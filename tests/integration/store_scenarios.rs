//! End-to-end store scenarios

use std::sync::Arc;

use chrono::{Duration, TimeZone, Utc};
use libdesk::{
    clock::ManualClock,
    models::{LoanStatus, NotificationKind, RequestStatus, User},
    repository::Repository,
    AppConfig, AppError, AuthService, LibraryStore,
};

struct Desk {
    clock: Arc<ManualClock>,
    store: LibraryStore,
    student: User,
    faculty: User,
    admin: User,
}

fn desk() -> Desk {
    let clock = Arc::new(ManualClock::new(
        Utc.with_ymd_and_hms(2023, 6, 10, 9, 30, 0).unwrap(),
    ));
    let store = LibraryStore::new(
        Repository::seeded().unwrap(),
        &AppConfig::default(),
        clock.clone(),
    );

    let mut auth = AuthService::new();
    let mut sign_in = |email: &str| auth.login(email, "password").unwrap().clone();
    let student = sign_in("student@example.com");
    let faculty = sign_in("faculty@example.com");
    let admin = sign_in("admin@example.com");

    Desk {
        clock,
        store,
        student,
        faculty,
        admin,
    }
}

fn assert_copies_consistent(store: &LibraryStore) {
    for book in store.books().values() {
        assert!(
            book.available_copies <= book.total_copies,
            "book {}",
            book.id
        );
        assert_eq!(
            book.available,
            book.available_copies > 0,
            "book {}",
            book.id
        );
    }
}

#[test]
fn student_borrows_and_returns() {
    let Desk {
        clock,
        mut store,
        student,
        ..
    } = desk();
    let notes_before = store.notifications().len();

    let loan = store.borrow_book(Some(&student), "1").unwrap();
    let book = store.get_book_by_id("1").unwrap();
    assert_eq!(book.available_copies, 2);
    assert!(book.available);
    assert_eq!(loan.due_date, loan.borrow_date + Duration::days(14));
    assert_eq!(store.notifications().len(), notes_before + 1);
    assert_copies_consistent(&store);

    clock.advance(Duration::days(3));
    let returned = store.return_book(Some(&student), &loan.id).unwrap();
    assert_eq!(returned.status, LoanStatus::Returned);
    assert_eq!(store.get_book_by_id("1").unwrap().available_copies, 3);

    // a second return changes nothing
    let books = store.books();
    assert!(matches!(
        store.return_book(Some(&student), &loan.id),
        Err(AppError::BusinessRule(_))
    ));
    assert!(Arc::ptr_eq(&books, &store.books()));
    assert_copies_consistent(&store);
}

#[test]
fn faculty_takes_the_last_copy() {
    let Desk {
        mut store,
        student,
        faculty,
        ..
    } = desk();

    store.borrow_book(Some(&student), "6").unwrap();
    assert_eq!(store.get_book_by_id("6").unwrap().available_copies, 1);

    let loan = store.borrow_book(Some(&faculty), "6").unwrap();
    let book = store.get_book_by_id("6").unwrap();
    assert_eq!(book.available_copies, 0);
    assert!(!book.available);
    assert_eq!(loan.due_date, loan.borrow_date + Duration::days(30));

    let loans = store.loans();
    let notifications = store.notifications();
    assert!(store.borrow_book(Some(&student), "6").is_err());
    assert!(Arc::ptr_eq(&loans, &store.loans()));
    assert!(Arc::ptr_eq(&notifications, &store.notifications()));
    assert_copies_consistent(&store);
}

#[test]
fn renewals_stop_at_the_limit() {
    let Desk {
        mut store,
        student,
        ..
    } = desk();
    let loan = store.borrow_book(Some(&student), "8").unwrap();

    let first = store.renew_book(Some(&student), &loan.id).unwrap();
    assert_eq!(first.due_date, loan.due_date + Duration::days(7));
    let second = store.renew_book(Some(&student), &loan.id).unwrap();
    assert_eq!(second.due_date, first.due_date + Duration::days(7));
    assert_eq!(second.renewal_count, 2);

    let loans = store.loans();
    let err = store.renew_book(Some(&student), &loan.id).unwrap_err();
    assert_eq!(
        err.to_string(),
        "Business rule violation: Maximum renewals reached (2/2)"
    );
    assert!(Arc::ptr_eq(&loans, &store.loans()));
}

#[test]
fn overdue_loans_are_flagged_and_fined() {
    let Desk {
        clock,
        mut store,
        student,
        ..
    } = desk();
    // one seeded loan is already late
    assert_eq!(store.refresh_overdue_loans(), 1);
    let loan = store.borrow_book(Some(&student), "2").unwrap();

    clock.advance(Duration::days(16));
    // the new loan plus two seeded loans due on June 15th
    assert_eq!(store.refresh_overdue_loans(), 3);
    assert_eq!(
        store.get_loan_by_id(&loan.id).unwrap().status,
        LoanStatus::Overdue
    );
    assert!(store.renew_book(Some(&student), &loan.id).is_err());

    let returned = store.return_book(Some(&student), &loan.id).unwrap();
    assert_eq!(returned.fine, Some("1.00".parse().unwrap()));
}

#[test]
fn non_admin_cannot_decide_requests() {
    let Desk {
        mut store,
        student,
        faculty,
        admin,
        ..
    } = desk();

    let request = store
        .request_book(
            Some(&student),
            "The Pragmatic Programmer",
            "Hunt, Thomas",
            "Course reading.",
        )
        .unwrap();

    for user in [&student, &faculty] {
        assert!(store.approve_book_request(Some(user), &request.id).is_err());
        assert!(store.reject_book_request(Some(user), &request.id).is_err());
    }
    assert!(store.approve_book_request(None, &request.id).is_err());
    assert_eq!(
        store.requests().get(&request.id).unwrap().status,
        RequestStatus::Pending
    );

    store.approve_book_request(Some(&admin), &request.id).unwrap();
    let responses =
        store.user_notifications_of_kind(Some(&student), NotificationKind::RequestResponse);
    assert_eq!(responses.len(), 1);
    assert!(responses[0].message.contains("The Pragmatic Programmer"));
}

#[test]
fn deleting_a_book_removes_its_loans() {
    let Desk {
        mut store,
        student,
        faculty,
        admin,
        ..
    } = desk();

    store.borrow_book(Some(&student), "2").unwrap();
    store.borrow_book(Some(&faculty), "2").unwrap();
    assert_eq!(store.book_loans(Some(&admin), "2").unwrap().len(), 2);

    store.delete_book(Some(&admin), "2").unwrap();
    assert!(store.loans().values().all(|l| l.book_id != "2"));
    assert_eq!(store.loans().len(), 4);
    assert!(store.get_book_by_id("2").is_none());
}

#[test]
fn snapshots_survive_later_mutations() {
    let Desk {
        mut store,
        student,
        ..
    } = desk();
    let before = store.books();

    store.borrow_book(Some(&student), "1").unwrap();

    assert_eq!(before.get("1").unwrap().available_copies, 3);
    assert_eq!(store.books().get("1").unwrap().available_copies, 2);
}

WORK INSTRUCTIONS — Search the material for the string "example" and show every line that has it.

EXERCISE RESPONSE —
    let student = sign_in("student@example.com");
    let faculty = sign_in("faculty@example.com");
    let admin = sign_in("admin@example.com");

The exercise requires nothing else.